2009_06_20_00_04_59.pdf000Happy Turkey Day Dignity Daters!  I’m sure most of you are knee deep in stuffing right now, while others might already be in the post-tryptophan coma!  Me?  I just finished baking up some yams in honor of my mom’s renowned  Thanksgiving recipe.  I woke up this morning totally missing my mom, who died 14 months ago after a heroic battle with lung cancer.  I had a dream last night in which she turned up, “not dead,” and we were driving around Arizona (the place  my parents lived for the past 15 years) looking for a place to stay.  In the dream I kept suggesting to go to her friends’ homes, but she insisted they had adjusted to her being gone so we should not “freak them out” by turning up.  Weird, right?  Thing is, I miss my mom.  Sometimes more, sometimes less.  But the truth is that today while I was baking yams I wished I had spent more time cooking with her, instead of going for the long run, reading in my bedroom, or watching football with the gang.

What, you ask, what the heck does this have to do with dating?  Or relationships?  Or dignity?

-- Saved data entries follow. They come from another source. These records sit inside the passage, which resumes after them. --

//! Storage seams.
//!
//! Services talk to persistence through these traits so the same business
//! rules run against `PostgreSQL` (the repositories in `fixit-db`) or the
//! in-process [`MemoryStore`](crate::memory::MemoryStore).

#![allow(missing_docs)]

use std::sync::Arc;

use async_trait::async_trait;
use fixit_common::AppResult;
use fixit_db::{
    entities::{
        category,
        complaint::{self, ComplaintCategory, ComplaintStatus, Priority},
        complaint_comment,
        user::{self, Role},
    },
    repositories::{CategoryRepository, ComplaintFilter, ComplaintRepository, UserRepository},
};
use sea_orm::{ActiveModelTrait, IntoActiveModel};

/// User persistence.
#[async_trait]
pub trait UserStore: Send + Sync {
    async fn find_user(&self, id: &str) -> AppResult<Option<user::Model>>;

    async fn find_users(&self, ids: &[String]) -> AppResult<Vec<user::Model>>;

    /// Lookup by email; implementations compare lowercase.
    async fn find_user_by_email(&self, email: &str) -> AppResult<Option<user::Model>>;

    async fn find_user_by_student_id(&self, student_id: &str)
    -> AppResult<Option<user::Model>>;

    async fn insert_user(&self, user: user::Model) -> AppResult<user::Model>;

    async fn save_user(&self, user: user::Model) -> AppResult<user::Model>;

    /// Newest first.
    async fn list_users(
        &self,
        role: Option<Role>,
        limit: u64,
        offset: u64,
    ) -> AppResult<Vec<user::Model>>;

    async fn count_users(&self, role: Option<Role>) -> AppResult<u64>;

    /// Active admins, technicians and wardens, sorted by name.
    async fn active_staff(&self) -> AppResult<Vec<user::Model>>;

    async fn count_users_by_role(&self) -> AppResult<Vec<(Role, u64)>>;

    async fn count_users_by_active(&self) -> AppResult<Vec<(bool, u64)>>;
}

/// Complaint and comment persistence.
#[async_trait]
pub trait ComplaintStore: Send + Sync {
    async fn find_complaint(&self, id: &str) -> AppResult<Option<complaint::Model>>;

    async fn insert_complaint(&self, complaint: complaint::Model) -> AppResult<complaint::Model>;

    /// Overwrite the stored row. Last write wins.
    async fn save_complaint(&self, complaint: complaint::Model) -> AppResult<complaint::Model>;

    /// Newest first.
    async fn list_complaints(
        &self,
        filter: &ComplaintFilter,
        limit: u64,
        offset: u64,
    ) -> AppResult<Vec<complaint::Model>>;

    async fn count_complaints(&self, filter: &ComplaintFilter) -> AppResult<u64>;

    /// Insertion order.
    async fn comments(&self, complaint_id: &str) -> AppResult<Vec<complaint_comment::Model>>;

    async fn append_comment(
        &self,
        comment: complaint_comment::Model,
    ) -> AppResult<complaint_comment::Model>;

    async fn count_by_status(&self) -> AppResult<Vec<(ComplaintStatus, u64)>>;

    async fn count_by_category(&self) -> AppResult<Vec<(ComplaintCategory, u64)>>;

    async fn count_by_priority(&self) -> AppResult<Vec<(Priority, u64)>>;
}

/// Category persistence.
#[async_trait]
pub trait CategoryStore: Send + Sync {
    async fn find_category(&self, id: &str) -> AppResult<Option<category::Model>>;

    async fn find_category_by_name(&self, name: &str) -> AppResult<Option<category::Model>>;

    /// Active categories sorted by name.
    async fn active_categories(&self) -> AppResult<Vec<category::Model>>;

    async fn count_categories(&self) -> AppResult<u64>;

    async fn insert_category(&self, category: category::Model) -> AppResult<category::Model>;

    async fn save_category(&self, category: category::Model) -> AppResult<category::Model>;

    /// Returns whether a row was removed.
    async fn delete_category(&self, id: &str) -> AppResult<bool>;
}

/// Shared user store handle.
pub type UserStoreRef = Arc<dyn UserStore>;

/// Shared complaint store handle.
pub type ComplaintStoreRef = Arc<dyn ComplaintStore>;

/// Shared category store handle.
pub type CategoryStoreRef = Arc<dyn CategoryStore>;

// === PostgreSQL ===

#[async_trait]
impl UserStore for UserRepository {
    async fn find_user(&self, id: &str) -> AppResult<Option<user::Model>> {
        self.find_by_id(id).await
    }

    async fn find_users(&self, ids: &[String]) -> AppResult<Vec<user::Model>> {
        self.find_by_ids(ids).await
    }

    async fn find_user_by_email(&self, email: &str) -> AppResult<Option<user::Model>> {
        self.find_by_email(email).await
    }

    async fn find_user_by_student_id(
        &self,
        student_id: &str,
    ) -> AppResult<Option<user::Model>> {
        self.find_by_student_id(student_id).await
    }

    async fn insert_user(&self, user: user::Model) -> AppResult<user::Model> {
        self.create(user.into_active_model().reset_all()).await
    }

    async fn save_user(&self, user: user::Model) -> AppResult<user::Model> {
        self.save(user).await
    }

    async fn list_users(
        &self,
        role: Option<Role>,
        limit: u64,
        offset: u64,
    ) -> AppResult<Vec<user::Model>> {
        self.find_all(role, limit, offset).await
    }

    async fn count_users(&self, role: Option<Role>) -> AppResult<u64> {
        self.count(role).await
    }

    async fn active_staff(&self) -> AppResult<Vec<user::Model>> {
        self.find_active_staff().await
    }

    async fn count_users_by_role(&self) -> AppResult<Vec<(Role, u64)>> {
        self.count_by_role().await
    }

    async fn count_users_by_active(&self) -> AppResult<Vec<(bool, u64)>> {
        self.count_by_active().await
    }
}

#[async_trait]
impl ComplaintStore for ComplaintRepository {
    async fn find_complaint(&self, id: &str) -> AppResult<Option<complaint::Model>> {
        self.find_by_id(id).await
    }

    async fn insert_complaint(&self, complaint: complaint::Model) -> AppResult<complaint::Model> {
        self.create(complaint.into_active_model().reset_all()).await
    }

    async fn save_complaint(&self, complaint: complaint::Model) -> AppResult<complaint::Model> {
        self.save(complaint).await
    }

    async fn list_complaints(
        &self,
        filter: &ComplaintFilter,
        limit: u64,
        offset: u64,
    ) -> AppResult<Vec<complaint::Model>> {
        self.find_filtered(filter, limit, offset).await
    }

    async fn count_complaints(&self, filter: &ComplaintFilter) -> AppResult<u64> {
        self.count_filtered(filter).await
    }

    async fn comments(&self, complaint_id: &str) -> AppResult<Vec<complaint_comment::Model>> {
        self.find_comments(complaint_id).await
    }

    async fn append_comment(
        &self,
        comment: complaint_comment::Model,
    ) -> AppResult<complaint_comment::Model> {
        ComplaintRepository::append_comment(self, comment.into_active_model().reset_all()).await
    }

    async fn count_by_status(&self) -> AppResult<Vec<(ComplaintStatus, u64)>> {
        ComplaintRepository::count_by_status(self).await
    }

    async fn count_by_category(&self) -> AppResult<Vec<(ComplaintCategory, u64)>> {
        ComplaintRepository::count_by_category(self).await
    }

    async fn count_by_priority(&self) -> AppResult<Vec<(Priority, u64)>> {
        ComplaintRepository::count_by_priority(self).await
    }
}

#[async_trait]
impl CategoryStore for CategoryRepository {
    async fn find_category(&self, id: &str) -> AppResult<Option<category::Model>> {
        self.find_by_id(id).await
    }

    async fn find_category_by_name(&self, name: &str) -> AppResult<Option<category::Model>> {
        self.find_by_name(name).await
    }

    async fn active_categories(&self) -> AppResult<Vec<category::Model>> {
        self.find_active().await
    }

    async fn count_categories(&self) -> AppResult<u64> {
        self.count().await
    }

    async fn insert_category(&self, category: category::Model) -> AppResult<category::Model> {
        self.create(category.into_active_model().reset_all()).await
    }

    async fn save_category(&self, category: category::Model) -> AppResult<category::Model> {
        self.save(category).await
    }

    async fn delete_category(&self, id: &str) -> AppResult<bool> {
        self.delete(id).await
    }
}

Well, here’s the bridge — today I wanted to spend time with my boyfriend, Jem, but woke up in a funk.  I felt  sad that I didn’t wake to the aroma of pies baking in the oven, the smells of cinnamon and spice flicking yum throughout the rooms of my house, and that the only noise I heard was the intense quiet that resonates when the kids are at their dad’s house. It felt like a knife had sliced open my gut.  Top it off, my British boyfriend doesn’t really “get” this holiday (yet) and had rushed off first thing to wash his car, grab coffee and run errands.(he literally had no idea every shop in Santa Monica and Venice would be closed for the holiday). While I knew we were ultimately heading to my ex-husband’s house  to have the  traditional Thanksgiving holiday meal with my three daughters and friends, I just couldn’t shake the funk.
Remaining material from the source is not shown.